Fig. 11-Field shale pore


pressure interpretation from
sonic velocity in Fig 8
accompanied by definitive
field shale pore pressure
interpretation that takes into
account centroid location at
the water leg

porosity trend and it is commonly undetected by seismic. Analytical formula can be used (Ostermeier, 1995) to
derive the near mudline density and calibrated with the data.
For normal compaction trends, shale-based vertical (or mean) compaction trends should be developed with
offset wells while achieving consistent fitting parameters. When shallow section data is not available or limited
(may be due to the shallow top of overpressure), other wells from shallow water part of the basin can be used.
Miller NCT is suitable for shallow section (2 km from mudline). In order to account for undrained tectonic
shearing at the deeper part, consider Semi-log NCT.

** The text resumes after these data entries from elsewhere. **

#![forbid(unsafe_code)]

//! Shared configuration, logging, and policy types for the fsadmin engine.
//!
//! The reactive runtime (`fsadmin-runtime`) does no I/O. All
//! of the ambient setup an embedding admin application needs lives here:
//!
//! - [`EngineConfig`]: defaults for new collection views and the re-entrancy
//!   policy, loadable from TOML or JSON.
//! - [`logging::init`]: installs a `tracing` subscriber described by
//!   [`LogConfig`].
//! - [`ConfigError`]: the error type for everything above.

pub mod config;
pub mod error;
pub mod logging;

pub use config::{EngineConfig, LogConfig, ReentrancyPolicy, SelectionMode, SortDirection};
pub use error::ConfigError;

In accounting centroid effect, the anticline and sand body geometry should be mapped. Shale pore
pressure can be calibrated with shallow pressures where drape sediments present. Otherwise, centroid
analysis must be conducted. Vertical hydrostatic thickness of the sand body should be calculated while
assuming a complete permeability from crest to lowest point for high case scenario. If there are more than one
well in the structure penetrating different structural locations, plot all wells in the same pressure-depth plot to
see reservoir connectivity by using pressure plot instead of gradient plot (Shaker 2005).

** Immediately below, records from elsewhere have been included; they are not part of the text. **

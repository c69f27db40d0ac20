#![forbid(unsafe_code)]

//! Identity handles for collection items.
//!
//! A [`BoxId`] is the stable handle a collection issues for each item it
//! stores. Equality and hashing are by handle, never by the item's content,
//! so a row keeps its identity while its record is edited in place. The item
//! itself lives in a [`BoxArena`] owned by the collection; views and
//! selection sets only hold ids and look values up through the source.
//!
//! Ids are issued from a process-wide monotonic counter. Within one
//! collection, items are only ever appended, so comparing ids reproduces the
//! collection's sequence order.

use std::sync::atomic::{AtomicU64, Ordering};

use ahash::AHashMap;

static BOX_ID_COUNTER: AtomicU64 = AtomicU64::new(1);

/// Opaque identity of one stored item.
#[derive(Debug, Clone, Copy, PartialEq, Eq, Hash, PartialOrd, Ord)]
pub struct BoxId(u64);

impl BoxId {
    /// Issue a fresh, never-before-seen id.
    pub(crate) fn next() -> Self {
        Self(BOX_ID_COUNTER.fetch_add(1, Ordering::Relaxed))
    }

    /// Raw id value, for logging.
    #[inline]
    pub const fn get(self) -> u64 {
        self.0
    }
}

impl std::fmt::Display for BoxId {
    fn fmt(&self, f: &mut std::fmt::Formatter<'_>) -> std::fmt::Result {
        write!(f, "box#{}", self.0)
    }
}

/// Side table from [`BoxId`] to the boxed value.
#[derive(Debug, Clone)]
pub struct BoxArena<T> {
    slots: AHashMap<BoxId, T>,
}

impl<T> Default for BoxArena<T> {
    fn default() -> Self {
        Self {
            slots: AHashMap::new(),
        }
    }
}

impl<T> BoxArena<T> {
    /// Empty arena.
    #[must_use]
    pub fn new() -> Self {
        Self::default()
    }

    /// Store `value` under a pre-issued id.
    pub(crate) fn insert(&mut self, id: BoxId, value: T) {
        self.slots.insert(id, value);
    }

    /// Drop the value behind `id`, returning it.
    pub(crate) fn remove(&mut self, id: BoxId) -> Option<T> {
        self.slots.remove(&id)
    }

    pub(crate) fn get_mut(&mut self, id: BoxId) -> Option<&mut T> {
        self.slots.get_mut(&id)
    }

    pub(crate) fn clear(&mut self) {
        self.slots.clear();
    }

    /// Borrow the value behind `id`.
    #[must_use]
    pub fn get(&self, id: BoxId) -> Option<&T> {
        self.slots.get(&id)
    }

    /// Whether `id` is live in this arena.
    #[must_use]
    pub fn contains(&self, id: BoxId) -> bool {
        self.slots.contains_key(&id)
    }

    /// Number of live boxes.
    #[must_use]
    pub fn len(&self) -> usize {
        self.slots.len()
    }

    /// Whether the arena holds nothing.
    #[must_use]
    pub fn is_empty(&self) -> bool {
        self.slots.is_empty()
    }
}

In the absence of good calibration, the volumetric centroid can be used. When hydrocarbons present,
centroid location will ideally be located at the midpoint of water column. The upper limit of crestal pressure is
the fracture gradient. Once the centroid location of each sand structure has been determined, shale pressure
can be calibrated to centroid locations. Do not calibrate field shale pore pressure with measured pressures
until centroid effect has been analyzed (Bower, 2001; Saleh & Shaker, 2001).
For proposed wells, accurate shale pressure prediction and centroid analysis is critical to determine
whether the intended geological targets are achievable. Wells drilled in DSCM often faced with limited drilling
window, especially in deep section of NW Borneo. Real-time pressure monitoring is often required.
Conclusion
Deepwater Sundaland continental margin (DSCM) presents unique challenges to pore pressure
detection which has been resulting in a costly drilling operation. These challenges include shallow top of
overpressure, the failure of standard empirical compaction methods, and centroid phenomenon. Undrained
tectonic shearing has been identified as one of overpressure pressure mechanisms in DSCM where standard
empirical methods fail to function. Two-trend NCTs of Miller and Semi-log have been proposed. Miller NCT
can be used for shallow section approximately up to 2 km above mudline. Semi-log NCT is proposed for
deeper section. The presence of prominent structural inclination in this thrust-fold belt region also increases
the likelihood of centroid effect to be a major overpressure mechanism at the crest of structures. Centroid
analysis must be conducted before calibrating shale pressure with measured pressures.